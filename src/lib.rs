pub mod config;
pub mod dto;
pub mod error;
pub mod middleware;
pub mod models;
pub mod routes;
pub mod session;
pub mod stores;

use crate::config::Config;
use crate::session::SessionSigner;
use crate::stores::{AttemptStore, QuizStore, TempGridStore, TicketStore};

#[derive(Clone)]
pub struct AppState {
    pub config: Config,
    pub sessions: SessionSigner,
    pub quizzes: QuizStore,
    pub tickets: TicketStore,
    pub attempts: AttemptStore,
    pub temp_grid: TempGridStore,
}

impl AppState {
    pub fn new(config: Config) -> Self {
        let sessions = SessionSigner::new(config.session_secret.clone(), config.production);
        let data_dir = config.data_dir.clone();

        Self {
            sessions,
            quizzes: QuizStore::new(data_dir.join("admin-db.json")),
            tickets: TicketStore::new(data_dir.join("tickets-db.json")),
            attempts: AttemptStore::new(data_dir.join("quiz-session-db.json")),
            temp_grid: TempGridStore::new(data_dir.join("temp-grid-db.json")),
            config,
        }
    }
}
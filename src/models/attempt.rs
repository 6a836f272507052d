use chrono::{DateTime, Utc};
use serde::{Deserialize, Serialize};

#[derive(Debug, Clone, Serialize, Deserialize)]
#[serde(rename_all = "camelCase")]
pub struct QuizAttempt {
    pub id: i64,
    pub quiz_id: i64,
    pub quiz_code: String,
    pub participant_name: String,
    /// Trimmed, lower-cased participant name; the dedup/lookup key.
    pub participant_key: String,
    pub started_at: DateTime<Utc>,
    pub expires_at: DateTime<Utc>,
    #[serde(default)]
    pub is_completed: bool,
    #[serde(default)]
    pub completed_at: Option<DateTime<Utc>>,
    #[serde(default)]
    pub score: Option<i64>,
    #[serde(default)]
    pub total_questions: Option<i64>,
    pub created_at: DateTime<Utc>,
    pub updated_at: DateTime<Utc>,
}

impl QuizAttempt {
    /// Expiry is computed on read, never stored. The boundary is inclusive:
    /// an attempt is expired the instant `now` reaches `expires_at`.
    pub fn is_expired_at(&self, now: DateTime<Utc>) -> bool {
        now >= self.expires_at
    }

    pub fn is_expired(&self) -> bool {
        self.is_expired_at(Utc::now())
    }
}

pub fn normalize_participant_name(value: &str) -> String {
    value.trim().to_string()
}

pub fn participant_key(value: &str) -> String {
    normalize_participant_name(value).to_lowercase()
}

=-=-=

• _What the task requires_
This task calls for every entry above to be transcribed exactly.

• _Answer space_
filename src/lib.rs
pub mod config;
pub mod dto;
pub mod error;
pub mod middleware;
pub mod models;
pub mod routes;
pub mod session;
pub mod stores;

use crate::config::Config;
use crate::session::SessionSigner;
use crate::stores::{AttemptStore, QuizStore, TempGridStore, TicketStore};

#[derive(Clone)]
pub struct AppState {
    pub config: Config,
    pub sessions: SessionSigner,
    pub quizzes: QuizStore,
    pub tickets: TicketStore,
    pub attempts: AttemptStore,
    pub temp_grid: TempGridStore,
}

impl AppState {
    pub fn new(config: Config) -> Self {
        let sessions = SessionSigner::new(config.session_secret.clone(), config.production);
        let data_dir = config.data_dir.clone();

        Self {
            sessions,
            quizzes: QuizStore::new(data_dir.join("admin-db.json")),
            tickets: TicketStore::new(data_dir.join("tickets-db.json")),
            attempts: AttemptStore::new(data_dir.join("quiz-session-db.json")),
            temp_grid: TempGridStore::new(data_dir.join("temp-grid-db.json")),
            config,
        }
    }
}
filename src/models/attempt.rs
repository 6a836f272507052d
use chrono::{DateTime, Utc};
use serde::{Deserialize, Serialize};

#[derive(Debug, Clone, Serialize, Deserialize)]
#[serde(rename_all = "camelCase")]
pub struct QuizAttempt {
    pub id: i64,
    pub quiz_id: i64,
    pub quiz_code: String,
    pub participant_name: String,
    /// Trimmed, lower-cased participant name; the dedup/lookup key.
    pub participant_key: String,
    pub started_at: DateTime<Utc>,
    pub expires_at: DateTime<Utc>,
    #[serde(default)]
    pub is_completed: bool,
    #[serde(default)]
    pub completed_at: Option<DateTime<Utc>>,
    #[serde(default)]
    pub score: Option<i64>,
    #[serde(default)]
    pub total_questions: Option<i64>,
    pub created_at: DateTime<Utc>,
    pub updated_at: DateTime<Utc>,
}

impl QuizAttempt {
    /// Expiry is computed on read, never stored. The boundary is inclusive:
    /// an attempt is expired the instant `now` reaches `expires_at`.
    pub fn is_expired_at(&self, now: DateTime<Utc>) -> bool {
        now >= self.expires_at
    }

    pub fn is_expired(&self) -> bool {
        self.is_expired_at(Utc::now())
    }
}

pub fn normalize_participant_name(value: &str) -> String {
    value.trim().to_string()
}

pub fn participant_key(value: &str) -> String {
    normalize_participant_name(value).to_lowercase()
}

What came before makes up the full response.